R. Hay algo muy camaleónico en los adoptados y en los inmigrantes. Dispones de una gran capacidad de adaptación que te permite moverte en cualquier entorno social, en cualquier círculo, en cualquier país. De pequeña, las madres de mis amigas burguesas me adoraban. Les parecía que era una niña modelo, era perfecta. “Qué formal para ser hija de pobres”, pensaban. Es algo que me sigue acompañando. Cuando me presenté al concurso para La Fémis [prestigiosa escuela de París, de la que salen las élites del cine francés] y les dije que era hija de una mujer de la limpieza y que, a la vez, me encantaban las películas de Maurice Pialat, me abrieron las puertas de par en par. “Adelante, mademoiselle, por favor, après vous”. Que tenga orígenes modestos es algo que excita a los burgueses. Un ejemplo: la alcaldesa del distrito más rico de París es Rachida Dati [exministra de Justicia de Nicolas Sarkozy, hija de marroquí y argelina]. No es casualidad que mis lectores en Francia sean, en su mayoría, mujeres de la clase acomodada y de provincias…
P. ¿Cómo se lo explica?
R. En francés se las llama dames patronesses, señoras que se dedican a las obras de beneficencia. Les interesa el final feliz de mi relato, la integración sin asperezas en la sociedad francesa, la idea de que sea hija de aquella mujer de la limpieza a la que daban una propina o ropa vieja de sus hijos. Soy el fruto de su caridad, o eso creen ellas. Opinan que mi caso individual demuestra que, cuando uno quiere, puede. Se nota que no han leído a Bourdieu…

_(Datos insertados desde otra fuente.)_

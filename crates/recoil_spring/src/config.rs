//! Spring system configuration
//!
//! Integration and rest-detection parameters shared by every spring in a
//! [`SpringSystem`](crate::system::SpringSystem), plus the coefficients new
//! springs start with. Loadable from TOML:
//!
//! ```rust
//! use recoil_spring::config::SystemConfig;
//!
//! let config = SystemConfig::from_toml_str(
//!     r#"
//!     solver_timestep = 0.002
//!
//!     [default_spring]
//!     tension = 200.0
//!     friction = 20.0
//!     "#,
//! )
//! .unwrap();
//!
//! assert_eq!(config.solver_timestep, 0.002);
//! assert_eq!(config.default_spring.tension, 200.0);
//! assert_eq!(config.max_delta, 0.064);
//! ```

use serde::{Deserialize, Serialize};

use crate::error::{Result, SpringError};
use crate::spring::{validate_coefficient, SpringConfig};

/// Configuration for a spring system
#[derive(Clone, Copy, Debug, PartialEq, Serialize, Deserialize)]
#[serde(default)]
pub struct SystemConfig {
    /// Longest integration sub-step, in seconds
    pub solver_timestep: f32,
    /// Longest time advanced in one step, in seconds; larger gaps are clamped
    pub max_delta: f32,
    /// Speed under which a spring may be considered at rest
    pub rest_speed_threshold: f32,
    /// Distance from the end value under which a spring may be considered at rest
    pub rest_displacement_threshold: f32,
    /// Coefficients for newly created springs
    pub default_spring: SpringConfig,
}

impl Default for SystemConfig {
    fn default() -> Self {
        Self {
            solver_timestep: 0.001,
            max_delta: 0.064,
            rest_speed_threshold: 0.005,
            rest_displacement_threshold: 0.005,
            default_spring: SpringConfig::default(),
        }
    }
}

impl SystemConfig {
    /// Parse and validate a TOML document; missing keys keep their defaults
    pub fn from_toml_str(source: &str) -> Result<Self> {
        let config: SystemConfig = toml::from_str(source)?;
        config.validate()?;
        Ok(config)
    }

    pub fn with_solver_timestep(mut self, seconds: f32) -> Self {
        self.solver_timestep = seconds;
        self
    }

    pub fn with_max_delta(mut self, seconds: f32) -> Self {
        self.max_delta = seconds;
        self
    }

    pub fn with_rest_thresholds(mut self, speed: f32, displacement: f32) -> Self {
        self.rest_speed_threshold = speed;
        self.rest_displacement_threshold = displacement;
        self
    }

    pub fn with_default_spring(mut self, spring: SpringConfig) -> Self {
        self.default_spring = spring;
        self
    }

    pub fn validate(&self) -> Result<()> {
        if !(self.solver_timestep.is_finite() && self.solver_timestep > 0.0) {
            return Err(SpringError::InvalidConfig(format!(
                "solver_timestep must be positive (got {})",
                self.solver_timestep
            )));
        }
        if !(self.max_delta.is_finite() && self.max_delta > 0.0) {
            return Err(SpringError::InvalidConfig(format!(
                "max_delta must be positive (got {})",
                self.max_delta
            )));
        }
        validate_coefficient("rest_speed_threshold", self.rest_speed_threshold)?;
        validate_coefficient(
            "rest_displacement_threshold",
            self.rest_displacement_threshold,
        )?;
        self.default_spring.validate()
    }
}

P. ¿Ha descartado la idea de hacer cine?
R. Estoy pensando en el segundo libro, pero no avanzaré nada: como decía Barthes, un escritor debe escribir en la clandestinidad. Mi novela llega después de 15 años de fracaso profesional intentando rodar una película. Ahora ya no sé si quiero, la verdad. El cine es un mundo muy cruel. Me jode que una película cueste tanto dinero. El precio de un rodaje es superior a lo que ganará mi madre durante toda su vida. Por otra parte, en los aspectos creativos, hay tanta gente que opina sobre tu guion que acaba siendo un monstruo de Frankenstein. Yo era una escritora frágil y hacía caso a todo lo que me decían. Menos mal que no lo filmé, porque eso me permitió firmar la novela. La escribí sin tener que buscar las soluciones intermedias a las que me obligaba el cine. Y eso es lo que más feliz me hace: haber hecho algo, por primera vez en mi vida, sin hacer ni una sola concesión.
‘Los de Bilbao nacen donde quieren’. María Larrea. Traducción de Alicia Martorell. Alianza, 2023. 200 páginas. 18,95 euros.